Activity. For the records below, the count of lines that hold "tempo" is required; give only that number.

[Data items]
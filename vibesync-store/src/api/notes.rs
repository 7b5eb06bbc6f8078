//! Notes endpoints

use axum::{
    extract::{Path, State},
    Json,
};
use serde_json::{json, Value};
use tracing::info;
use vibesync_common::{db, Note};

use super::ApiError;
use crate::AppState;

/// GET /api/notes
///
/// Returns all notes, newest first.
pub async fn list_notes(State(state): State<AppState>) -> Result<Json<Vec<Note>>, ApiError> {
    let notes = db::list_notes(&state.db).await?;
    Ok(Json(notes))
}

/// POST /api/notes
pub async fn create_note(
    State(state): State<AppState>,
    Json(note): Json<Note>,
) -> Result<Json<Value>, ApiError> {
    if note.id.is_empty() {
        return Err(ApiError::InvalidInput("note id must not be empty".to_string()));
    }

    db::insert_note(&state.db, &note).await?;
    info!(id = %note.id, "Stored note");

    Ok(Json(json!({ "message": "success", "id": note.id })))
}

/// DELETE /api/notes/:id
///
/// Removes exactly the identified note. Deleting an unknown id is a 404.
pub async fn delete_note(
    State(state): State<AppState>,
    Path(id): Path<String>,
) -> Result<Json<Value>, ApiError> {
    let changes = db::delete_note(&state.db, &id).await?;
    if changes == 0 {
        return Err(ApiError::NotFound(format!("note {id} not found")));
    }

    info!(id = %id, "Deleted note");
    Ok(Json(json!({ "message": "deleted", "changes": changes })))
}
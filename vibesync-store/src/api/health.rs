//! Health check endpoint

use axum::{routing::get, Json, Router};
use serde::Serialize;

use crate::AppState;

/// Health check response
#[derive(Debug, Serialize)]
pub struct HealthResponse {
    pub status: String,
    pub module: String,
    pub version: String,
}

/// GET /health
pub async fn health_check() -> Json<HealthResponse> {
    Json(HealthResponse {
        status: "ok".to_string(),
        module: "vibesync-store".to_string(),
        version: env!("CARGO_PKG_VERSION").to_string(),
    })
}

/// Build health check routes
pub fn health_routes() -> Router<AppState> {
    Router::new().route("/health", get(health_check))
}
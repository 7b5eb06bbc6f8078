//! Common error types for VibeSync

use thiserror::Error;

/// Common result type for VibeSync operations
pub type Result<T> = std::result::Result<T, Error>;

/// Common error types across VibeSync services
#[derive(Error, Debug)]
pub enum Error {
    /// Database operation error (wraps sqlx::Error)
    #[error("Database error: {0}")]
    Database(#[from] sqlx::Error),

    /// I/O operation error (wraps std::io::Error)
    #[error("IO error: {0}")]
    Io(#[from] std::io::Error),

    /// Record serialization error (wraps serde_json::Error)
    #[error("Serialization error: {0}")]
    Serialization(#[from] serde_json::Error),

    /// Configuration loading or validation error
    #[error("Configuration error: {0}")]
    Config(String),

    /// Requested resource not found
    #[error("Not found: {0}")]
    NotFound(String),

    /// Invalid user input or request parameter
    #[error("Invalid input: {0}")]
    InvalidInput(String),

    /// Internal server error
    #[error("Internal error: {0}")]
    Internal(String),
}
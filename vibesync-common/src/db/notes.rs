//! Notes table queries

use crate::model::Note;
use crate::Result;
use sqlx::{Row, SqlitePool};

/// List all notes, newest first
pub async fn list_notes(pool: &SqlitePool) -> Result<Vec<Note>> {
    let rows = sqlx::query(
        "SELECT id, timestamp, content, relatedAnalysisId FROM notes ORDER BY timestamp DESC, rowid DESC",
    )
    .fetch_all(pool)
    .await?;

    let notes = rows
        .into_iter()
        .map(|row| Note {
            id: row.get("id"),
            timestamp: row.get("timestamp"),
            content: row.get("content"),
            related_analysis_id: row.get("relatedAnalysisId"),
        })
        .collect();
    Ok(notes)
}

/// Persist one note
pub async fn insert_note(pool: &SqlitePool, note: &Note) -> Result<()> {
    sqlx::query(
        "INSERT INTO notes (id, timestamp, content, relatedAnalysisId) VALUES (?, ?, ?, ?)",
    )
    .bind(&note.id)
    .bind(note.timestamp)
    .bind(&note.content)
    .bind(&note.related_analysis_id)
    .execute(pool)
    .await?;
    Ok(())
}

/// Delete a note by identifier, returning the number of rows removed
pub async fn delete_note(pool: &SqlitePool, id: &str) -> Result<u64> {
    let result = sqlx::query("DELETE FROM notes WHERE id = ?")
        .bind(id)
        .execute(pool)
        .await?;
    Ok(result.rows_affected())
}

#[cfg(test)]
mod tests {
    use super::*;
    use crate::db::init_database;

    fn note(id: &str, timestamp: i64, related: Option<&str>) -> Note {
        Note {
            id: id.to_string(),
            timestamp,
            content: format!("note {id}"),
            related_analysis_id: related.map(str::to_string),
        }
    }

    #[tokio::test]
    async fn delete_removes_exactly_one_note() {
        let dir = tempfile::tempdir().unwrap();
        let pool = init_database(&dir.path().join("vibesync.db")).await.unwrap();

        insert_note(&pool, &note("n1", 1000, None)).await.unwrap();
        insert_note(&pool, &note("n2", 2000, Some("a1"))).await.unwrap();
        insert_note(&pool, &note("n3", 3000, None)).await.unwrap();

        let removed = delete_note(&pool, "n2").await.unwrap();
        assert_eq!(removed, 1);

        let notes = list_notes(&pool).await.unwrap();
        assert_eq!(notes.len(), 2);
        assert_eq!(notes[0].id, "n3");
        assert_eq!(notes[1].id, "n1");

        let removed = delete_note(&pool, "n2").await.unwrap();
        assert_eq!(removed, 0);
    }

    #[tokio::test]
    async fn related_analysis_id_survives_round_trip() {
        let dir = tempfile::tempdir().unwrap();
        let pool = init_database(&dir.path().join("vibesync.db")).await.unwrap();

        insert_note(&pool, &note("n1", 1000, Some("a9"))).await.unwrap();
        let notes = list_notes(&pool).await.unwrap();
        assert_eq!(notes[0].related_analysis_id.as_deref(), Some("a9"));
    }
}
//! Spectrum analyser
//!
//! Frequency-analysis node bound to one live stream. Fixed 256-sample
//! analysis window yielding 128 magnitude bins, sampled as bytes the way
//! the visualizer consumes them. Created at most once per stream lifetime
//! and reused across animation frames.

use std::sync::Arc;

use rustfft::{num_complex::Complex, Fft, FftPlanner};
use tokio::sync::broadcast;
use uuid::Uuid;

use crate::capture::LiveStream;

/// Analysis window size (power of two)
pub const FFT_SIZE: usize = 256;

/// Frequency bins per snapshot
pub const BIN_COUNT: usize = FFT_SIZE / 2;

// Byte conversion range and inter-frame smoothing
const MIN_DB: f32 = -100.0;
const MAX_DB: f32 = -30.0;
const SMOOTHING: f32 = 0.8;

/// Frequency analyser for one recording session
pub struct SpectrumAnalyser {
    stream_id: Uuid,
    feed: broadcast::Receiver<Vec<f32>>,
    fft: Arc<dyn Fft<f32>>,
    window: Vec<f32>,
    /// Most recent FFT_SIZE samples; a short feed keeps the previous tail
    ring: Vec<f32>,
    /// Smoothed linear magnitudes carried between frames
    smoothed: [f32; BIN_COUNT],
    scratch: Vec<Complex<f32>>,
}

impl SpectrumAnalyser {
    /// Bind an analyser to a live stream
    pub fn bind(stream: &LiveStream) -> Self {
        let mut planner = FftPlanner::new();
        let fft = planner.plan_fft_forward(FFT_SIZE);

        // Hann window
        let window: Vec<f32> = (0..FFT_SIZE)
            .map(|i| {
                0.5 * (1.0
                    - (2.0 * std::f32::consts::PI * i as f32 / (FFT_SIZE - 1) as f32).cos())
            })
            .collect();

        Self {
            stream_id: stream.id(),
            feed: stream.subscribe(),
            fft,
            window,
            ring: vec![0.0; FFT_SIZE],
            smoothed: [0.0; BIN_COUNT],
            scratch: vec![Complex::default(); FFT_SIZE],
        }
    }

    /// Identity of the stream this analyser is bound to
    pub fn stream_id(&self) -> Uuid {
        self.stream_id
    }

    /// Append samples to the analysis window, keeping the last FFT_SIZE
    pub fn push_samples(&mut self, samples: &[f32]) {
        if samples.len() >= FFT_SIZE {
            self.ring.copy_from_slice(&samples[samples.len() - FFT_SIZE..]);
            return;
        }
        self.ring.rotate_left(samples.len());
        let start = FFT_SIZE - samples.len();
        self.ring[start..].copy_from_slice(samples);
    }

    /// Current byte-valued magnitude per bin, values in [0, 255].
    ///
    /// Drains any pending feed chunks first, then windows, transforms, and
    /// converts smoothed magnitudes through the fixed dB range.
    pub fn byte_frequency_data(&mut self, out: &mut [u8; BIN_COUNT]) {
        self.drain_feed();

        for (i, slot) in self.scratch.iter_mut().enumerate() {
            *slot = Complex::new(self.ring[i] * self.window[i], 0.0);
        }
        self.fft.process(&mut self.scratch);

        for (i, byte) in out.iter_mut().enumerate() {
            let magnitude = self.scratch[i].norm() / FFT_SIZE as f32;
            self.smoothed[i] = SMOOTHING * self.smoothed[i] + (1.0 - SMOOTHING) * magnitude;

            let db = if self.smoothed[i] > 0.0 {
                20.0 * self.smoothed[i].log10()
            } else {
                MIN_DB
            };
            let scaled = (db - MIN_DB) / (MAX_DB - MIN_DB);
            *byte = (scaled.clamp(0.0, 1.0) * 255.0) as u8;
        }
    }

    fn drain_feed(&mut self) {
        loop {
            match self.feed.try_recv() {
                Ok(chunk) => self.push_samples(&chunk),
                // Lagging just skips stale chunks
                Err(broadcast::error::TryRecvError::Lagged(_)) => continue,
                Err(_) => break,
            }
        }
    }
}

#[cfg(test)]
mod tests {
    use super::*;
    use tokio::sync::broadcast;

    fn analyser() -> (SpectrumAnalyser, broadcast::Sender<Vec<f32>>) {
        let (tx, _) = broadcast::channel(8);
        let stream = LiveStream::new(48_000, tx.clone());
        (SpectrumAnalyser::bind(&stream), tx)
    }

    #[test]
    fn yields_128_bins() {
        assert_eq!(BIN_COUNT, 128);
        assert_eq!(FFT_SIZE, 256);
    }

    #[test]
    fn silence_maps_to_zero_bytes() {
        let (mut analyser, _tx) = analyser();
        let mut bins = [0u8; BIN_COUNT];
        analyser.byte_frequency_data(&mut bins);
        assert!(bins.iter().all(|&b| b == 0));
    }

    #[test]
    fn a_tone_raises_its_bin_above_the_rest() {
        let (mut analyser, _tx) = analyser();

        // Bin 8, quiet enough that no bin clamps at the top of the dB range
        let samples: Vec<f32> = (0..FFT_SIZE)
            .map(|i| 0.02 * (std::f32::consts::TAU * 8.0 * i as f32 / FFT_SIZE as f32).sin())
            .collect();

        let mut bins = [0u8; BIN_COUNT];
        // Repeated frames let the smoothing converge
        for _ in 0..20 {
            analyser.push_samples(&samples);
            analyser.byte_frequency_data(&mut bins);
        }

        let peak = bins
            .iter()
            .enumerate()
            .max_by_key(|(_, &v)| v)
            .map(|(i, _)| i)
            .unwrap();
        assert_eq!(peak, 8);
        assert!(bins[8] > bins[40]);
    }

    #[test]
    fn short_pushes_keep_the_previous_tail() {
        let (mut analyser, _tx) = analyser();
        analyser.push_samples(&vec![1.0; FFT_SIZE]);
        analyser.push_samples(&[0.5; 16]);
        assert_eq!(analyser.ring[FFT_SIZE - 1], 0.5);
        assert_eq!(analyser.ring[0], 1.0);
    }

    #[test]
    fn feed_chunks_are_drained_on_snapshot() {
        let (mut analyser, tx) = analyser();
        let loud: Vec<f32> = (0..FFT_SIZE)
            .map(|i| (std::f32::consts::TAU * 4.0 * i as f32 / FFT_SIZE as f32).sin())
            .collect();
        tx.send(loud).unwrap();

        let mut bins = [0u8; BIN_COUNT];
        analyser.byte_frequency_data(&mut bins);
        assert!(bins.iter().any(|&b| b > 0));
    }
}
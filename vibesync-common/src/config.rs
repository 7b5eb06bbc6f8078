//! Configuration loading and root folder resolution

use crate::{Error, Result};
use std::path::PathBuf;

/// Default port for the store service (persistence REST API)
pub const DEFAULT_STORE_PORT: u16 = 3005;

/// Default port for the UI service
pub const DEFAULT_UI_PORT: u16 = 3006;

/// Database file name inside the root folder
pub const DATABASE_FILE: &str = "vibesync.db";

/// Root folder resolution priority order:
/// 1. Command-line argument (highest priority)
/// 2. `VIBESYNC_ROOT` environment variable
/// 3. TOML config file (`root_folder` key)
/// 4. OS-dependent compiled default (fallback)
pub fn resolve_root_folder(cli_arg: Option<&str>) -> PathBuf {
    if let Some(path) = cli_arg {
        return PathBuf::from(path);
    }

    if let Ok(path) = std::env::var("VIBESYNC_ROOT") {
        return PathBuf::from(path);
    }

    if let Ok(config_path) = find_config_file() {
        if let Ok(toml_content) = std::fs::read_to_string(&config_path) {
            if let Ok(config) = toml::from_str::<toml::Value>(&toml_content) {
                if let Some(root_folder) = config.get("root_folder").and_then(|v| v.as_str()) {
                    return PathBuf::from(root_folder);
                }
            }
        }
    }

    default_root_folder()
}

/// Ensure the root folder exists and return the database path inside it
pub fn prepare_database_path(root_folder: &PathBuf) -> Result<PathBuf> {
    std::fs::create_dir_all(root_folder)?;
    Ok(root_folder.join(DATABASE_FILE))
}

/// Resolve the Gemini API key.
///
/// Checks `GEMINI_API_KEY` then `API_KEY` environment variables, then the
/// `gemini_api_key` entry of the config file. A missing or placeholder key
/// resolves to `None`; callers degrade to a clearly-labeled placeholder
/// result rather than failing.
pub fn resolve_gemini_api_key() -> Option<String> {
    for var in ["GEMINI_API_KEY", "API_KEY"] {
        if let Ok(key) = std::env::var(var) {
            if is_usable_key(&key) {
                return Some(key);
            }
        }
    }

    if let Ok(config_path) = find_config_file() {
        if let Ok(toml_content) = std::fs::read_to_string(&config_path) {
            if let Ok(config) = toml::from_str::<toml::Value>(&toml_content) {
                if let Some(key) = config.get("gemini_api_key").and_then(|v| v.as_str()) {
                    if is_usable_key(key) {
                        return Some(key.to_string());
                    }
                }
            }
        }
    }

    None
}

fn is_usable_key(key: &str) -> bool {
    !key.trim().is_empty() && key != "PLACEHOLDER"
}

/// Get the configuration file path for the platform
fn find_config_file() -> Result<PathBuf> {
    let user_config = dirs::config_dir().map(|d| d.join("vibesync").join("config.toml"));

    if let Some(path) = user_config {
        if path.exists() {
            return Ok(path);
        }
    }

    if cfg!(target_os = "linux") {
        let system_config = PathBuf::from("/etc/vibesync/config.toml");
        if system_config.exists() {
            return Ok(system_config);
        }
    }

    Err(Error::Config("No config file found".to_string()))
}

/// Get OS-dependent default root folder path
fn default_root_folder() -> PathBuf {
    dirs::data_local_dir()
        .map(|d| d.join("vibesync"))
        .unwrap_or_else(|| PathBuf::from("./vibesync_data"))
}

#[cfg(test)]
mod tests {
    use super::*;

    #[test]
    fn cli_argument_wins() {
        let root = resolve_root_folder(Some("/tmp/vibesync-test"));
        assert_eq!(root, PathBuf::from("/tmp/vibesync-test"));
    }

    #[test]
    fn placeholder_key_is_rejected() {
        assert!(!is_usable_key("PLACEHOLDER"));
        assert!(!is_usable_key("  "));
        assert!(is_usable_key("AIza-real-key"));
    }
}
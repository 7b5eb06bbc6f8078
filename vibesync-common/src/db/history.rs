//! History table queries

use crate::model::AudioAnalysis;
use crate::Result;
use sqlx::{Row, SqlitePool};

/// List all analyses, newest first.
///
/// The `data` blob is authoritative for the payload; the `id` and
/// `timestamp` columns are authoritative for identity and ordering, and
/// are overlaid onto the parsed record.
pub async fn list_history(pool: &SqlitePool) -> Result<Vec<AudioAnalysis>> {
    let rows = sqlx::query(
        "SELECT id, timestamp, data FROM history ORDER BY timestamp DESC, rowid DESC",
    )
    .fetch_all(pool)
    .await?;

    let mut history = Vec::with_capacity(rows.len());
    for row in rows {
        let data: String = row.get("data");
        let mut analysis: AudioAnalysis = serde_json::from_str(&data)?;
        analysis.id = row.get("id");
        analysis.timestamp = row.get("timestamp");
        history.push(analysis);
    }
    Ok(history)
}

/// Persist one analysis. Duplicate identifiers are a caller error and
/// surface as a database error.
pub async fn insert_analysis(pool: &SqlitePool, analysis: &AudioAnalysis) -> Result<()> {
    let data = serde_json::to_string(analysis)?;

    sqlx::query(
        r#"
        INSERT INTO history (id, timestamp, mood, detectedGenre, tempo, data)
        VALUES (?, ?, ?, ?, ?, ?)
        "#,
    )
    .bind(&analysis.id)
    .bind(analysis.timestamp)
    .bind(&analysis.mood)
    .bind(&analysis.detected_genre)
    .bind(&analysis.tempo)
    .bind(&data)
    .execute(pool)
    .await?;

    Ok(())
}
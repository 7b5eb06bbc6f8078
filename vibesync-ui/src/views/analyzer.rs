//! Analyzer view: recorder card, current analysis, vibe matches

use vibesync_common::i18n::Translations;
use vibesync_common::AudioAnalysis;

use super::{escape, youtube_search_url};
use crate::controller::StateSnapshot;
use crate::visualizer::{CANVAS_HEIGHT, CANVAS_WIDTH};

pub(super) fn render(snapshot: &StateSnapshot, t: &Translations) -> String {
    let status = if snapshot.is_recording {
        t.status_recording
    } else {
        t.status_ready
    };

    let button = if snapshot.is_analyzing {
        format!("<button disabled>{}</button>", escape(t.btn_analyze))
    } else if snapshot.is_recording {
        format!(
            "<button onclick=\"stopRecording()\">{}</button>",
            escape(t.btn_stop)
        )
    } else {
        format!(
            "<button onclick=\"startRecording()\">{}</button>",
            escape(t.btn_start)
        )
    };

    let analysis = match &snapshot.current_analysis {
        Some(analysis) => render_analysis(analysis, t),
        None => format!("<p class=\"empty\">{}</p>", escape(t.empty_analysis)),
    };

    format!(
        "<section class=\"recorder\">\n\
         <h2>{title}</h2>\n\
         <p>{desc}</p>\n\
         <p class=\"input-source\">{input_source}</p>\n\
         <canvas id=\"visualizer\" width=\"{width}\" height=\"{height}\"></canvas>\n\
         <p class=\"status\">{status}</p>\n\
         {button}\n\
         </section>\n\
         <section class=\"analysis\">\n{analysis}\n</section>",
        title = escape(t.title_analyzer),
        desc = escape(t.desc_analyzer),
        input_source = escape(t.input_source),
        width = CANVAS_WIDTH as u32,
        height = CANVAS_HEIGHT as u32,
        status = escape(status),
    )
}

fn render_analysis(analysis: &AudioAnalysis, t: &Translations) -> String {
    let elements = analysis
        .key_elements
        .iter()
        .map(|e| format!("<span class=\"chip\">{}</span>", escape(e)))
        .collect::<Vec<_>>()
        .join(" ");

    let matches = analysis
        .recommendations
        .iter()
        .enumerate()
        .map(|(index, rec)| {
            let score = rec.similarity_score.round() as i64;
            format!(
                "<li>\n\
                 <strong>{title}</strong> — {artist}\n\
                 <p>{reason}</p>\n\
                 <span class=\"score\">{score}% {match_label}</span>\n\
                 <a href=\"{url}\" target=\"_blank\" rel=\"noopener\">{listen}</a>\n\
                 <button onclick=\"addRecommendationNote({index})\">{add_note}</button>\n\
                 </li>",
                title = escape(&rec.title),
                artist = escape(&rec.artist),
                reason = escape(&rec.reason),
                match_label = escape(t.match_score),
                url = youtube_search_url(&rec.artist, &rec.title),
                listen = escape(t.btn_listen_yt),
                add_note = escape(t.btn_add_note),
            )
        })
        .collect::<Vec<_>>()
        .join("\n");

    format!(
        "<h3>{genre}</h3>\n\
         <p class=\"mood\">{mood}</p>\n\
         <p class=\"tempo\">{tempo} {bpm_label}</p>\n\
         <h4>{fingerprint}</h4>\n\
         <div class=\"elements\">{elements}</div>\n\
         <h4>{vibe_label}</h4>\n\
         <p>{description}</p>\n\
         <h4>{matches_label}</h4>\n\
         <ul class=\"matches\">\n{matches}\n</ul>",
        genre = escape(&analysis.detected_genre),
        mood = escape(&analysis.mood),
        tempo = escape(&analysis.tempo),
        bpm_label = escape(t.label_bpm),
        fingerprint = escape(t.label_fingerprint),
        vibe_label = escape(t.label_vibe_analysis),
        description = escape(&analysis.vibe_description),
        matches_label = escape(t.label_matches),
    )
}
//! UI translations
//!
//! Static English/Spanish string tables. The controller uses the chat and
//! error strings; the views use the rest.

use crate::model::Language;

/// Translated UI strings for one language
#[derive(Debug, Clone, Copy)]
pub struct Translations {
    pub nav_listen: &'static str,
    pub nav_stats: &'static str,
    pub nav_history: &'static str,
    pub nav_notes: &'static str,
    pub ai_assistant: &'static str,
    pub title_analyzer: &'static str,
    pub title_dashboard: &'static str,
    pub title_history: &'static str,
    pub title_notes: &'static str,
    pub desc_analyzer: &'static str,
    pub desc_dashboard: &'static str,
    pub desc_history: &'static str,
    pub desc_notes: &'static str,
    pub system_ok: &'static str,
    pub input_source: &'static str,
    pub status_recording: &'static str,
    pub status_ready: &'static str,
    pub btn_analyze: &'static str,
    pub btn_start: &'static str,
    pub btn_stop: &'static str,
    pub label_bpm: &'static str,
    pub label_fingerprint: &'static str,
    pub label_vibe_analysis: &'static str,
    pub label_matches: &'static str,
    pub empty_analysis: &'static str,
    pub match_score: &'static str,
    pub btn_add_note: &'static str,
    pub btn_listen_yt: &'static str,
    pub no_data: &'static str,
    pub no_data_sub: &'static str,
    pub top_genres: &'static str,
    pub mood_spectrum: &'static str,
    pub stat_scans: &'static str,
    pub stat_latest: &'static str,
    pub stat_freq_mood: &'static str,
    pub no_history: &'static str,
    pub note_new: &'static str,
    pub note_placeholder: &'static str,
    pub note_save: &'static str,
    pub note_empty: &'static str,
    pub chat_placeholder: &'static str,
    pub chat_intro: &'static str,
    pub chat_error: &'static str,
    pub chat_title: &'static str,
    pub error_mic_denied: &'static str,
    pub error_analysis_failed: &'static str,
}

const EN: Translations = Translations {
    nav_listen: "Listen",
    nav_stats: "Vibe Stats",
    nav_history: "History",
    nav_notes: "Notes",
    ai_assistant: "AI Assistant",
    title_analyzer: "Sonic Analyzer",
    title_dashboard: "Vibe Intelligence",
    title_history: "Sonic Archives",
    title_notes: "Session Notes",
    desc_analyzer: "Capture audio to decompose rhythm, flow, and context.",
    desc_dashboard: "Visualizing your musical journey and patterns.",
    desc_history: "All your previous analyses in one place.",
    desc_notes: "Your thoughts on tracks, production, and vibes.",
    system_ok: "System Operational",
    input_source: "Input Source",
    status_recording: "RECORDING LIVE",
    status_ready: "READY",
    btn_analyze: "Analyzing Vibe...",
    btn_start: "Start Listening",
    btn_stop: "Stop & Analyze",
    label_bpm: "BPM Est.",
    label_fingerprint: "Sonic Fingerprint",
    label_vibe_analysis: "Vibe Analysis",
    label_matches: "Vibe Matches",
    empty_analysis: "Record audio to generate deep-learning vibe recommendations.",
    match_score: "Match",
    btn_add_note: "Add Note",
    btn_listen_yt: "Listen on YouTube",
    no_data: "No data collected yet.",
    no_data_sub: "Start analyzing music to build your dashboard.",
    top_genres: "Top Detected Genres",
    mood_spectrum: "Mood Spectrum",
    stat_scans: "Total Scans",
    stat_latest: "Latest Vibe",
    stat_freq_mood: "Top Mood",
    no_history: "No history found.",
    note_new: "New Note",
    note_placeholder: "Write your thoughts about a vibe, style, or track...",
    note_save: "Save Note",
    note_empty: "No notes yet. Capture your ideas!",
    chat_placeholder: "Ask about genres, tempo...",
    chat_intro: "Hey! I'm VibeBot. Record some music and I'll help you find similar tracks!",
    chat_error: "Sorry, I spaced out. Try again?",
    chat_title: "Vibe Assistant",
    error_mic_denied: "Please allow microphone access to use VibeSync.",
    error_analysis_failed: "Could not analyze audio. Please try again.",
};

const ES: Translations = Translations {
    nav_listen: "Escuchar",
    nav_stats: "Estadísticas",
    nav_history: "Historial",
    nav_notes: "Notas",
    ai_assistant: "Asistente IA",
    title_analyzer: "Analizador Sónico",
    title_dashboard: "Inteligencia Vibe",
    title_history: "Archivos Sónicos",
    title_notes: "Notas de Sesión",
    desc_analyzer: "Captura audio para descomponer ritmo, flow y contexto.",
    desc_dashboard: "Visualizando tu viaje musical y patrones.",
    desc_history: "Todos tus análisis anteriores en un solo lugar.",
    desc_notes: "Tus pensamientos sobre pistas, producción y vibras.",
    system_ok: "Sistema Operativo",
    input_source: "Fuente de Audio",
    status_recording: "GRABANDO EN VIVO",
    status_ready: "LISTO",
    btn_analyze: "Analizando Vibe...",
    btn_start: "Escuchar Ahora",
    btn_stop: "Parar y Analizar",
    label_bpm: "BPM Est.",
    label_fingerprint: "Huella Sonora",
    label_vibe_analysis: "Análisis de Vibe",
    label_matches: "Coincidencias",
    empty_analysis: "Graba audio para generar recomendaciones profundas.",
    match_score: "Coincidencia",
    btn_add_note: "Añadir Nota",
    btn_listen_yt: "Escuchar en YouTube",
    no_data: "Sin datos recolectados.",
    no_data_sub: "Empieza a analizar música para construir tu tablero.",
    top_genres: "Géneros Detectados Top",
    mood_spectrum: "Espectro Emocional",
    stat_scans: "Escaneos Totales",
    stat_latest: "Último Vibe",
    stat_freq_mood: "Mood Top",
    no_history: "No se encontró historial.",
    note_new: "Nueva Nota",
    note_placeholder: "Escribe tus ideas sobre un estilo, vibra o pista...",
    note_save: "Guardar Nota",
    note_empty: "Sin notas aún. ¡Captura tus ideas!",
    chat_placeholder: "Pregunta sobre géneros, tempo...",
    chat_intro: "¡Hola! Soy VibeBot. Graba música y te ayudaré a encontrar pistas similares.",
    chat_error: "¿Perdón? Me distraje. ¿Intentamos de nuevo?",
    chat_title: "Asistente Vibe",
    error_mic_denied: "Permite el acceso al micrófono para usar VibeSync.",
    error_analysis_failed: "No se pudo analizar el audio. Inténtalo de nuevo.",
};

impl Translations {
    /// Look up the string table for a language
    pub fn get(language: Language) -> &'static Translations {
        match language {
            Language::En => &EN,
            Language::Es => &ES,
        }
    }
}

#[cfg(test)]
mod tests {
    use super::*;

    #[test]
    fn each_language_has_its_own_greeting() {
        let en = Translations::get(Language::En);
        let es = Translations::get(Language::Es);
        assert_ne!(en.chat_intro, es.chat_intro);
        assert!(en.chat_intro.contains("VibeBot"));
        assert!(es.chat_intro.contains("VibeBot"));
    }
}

Answer. 6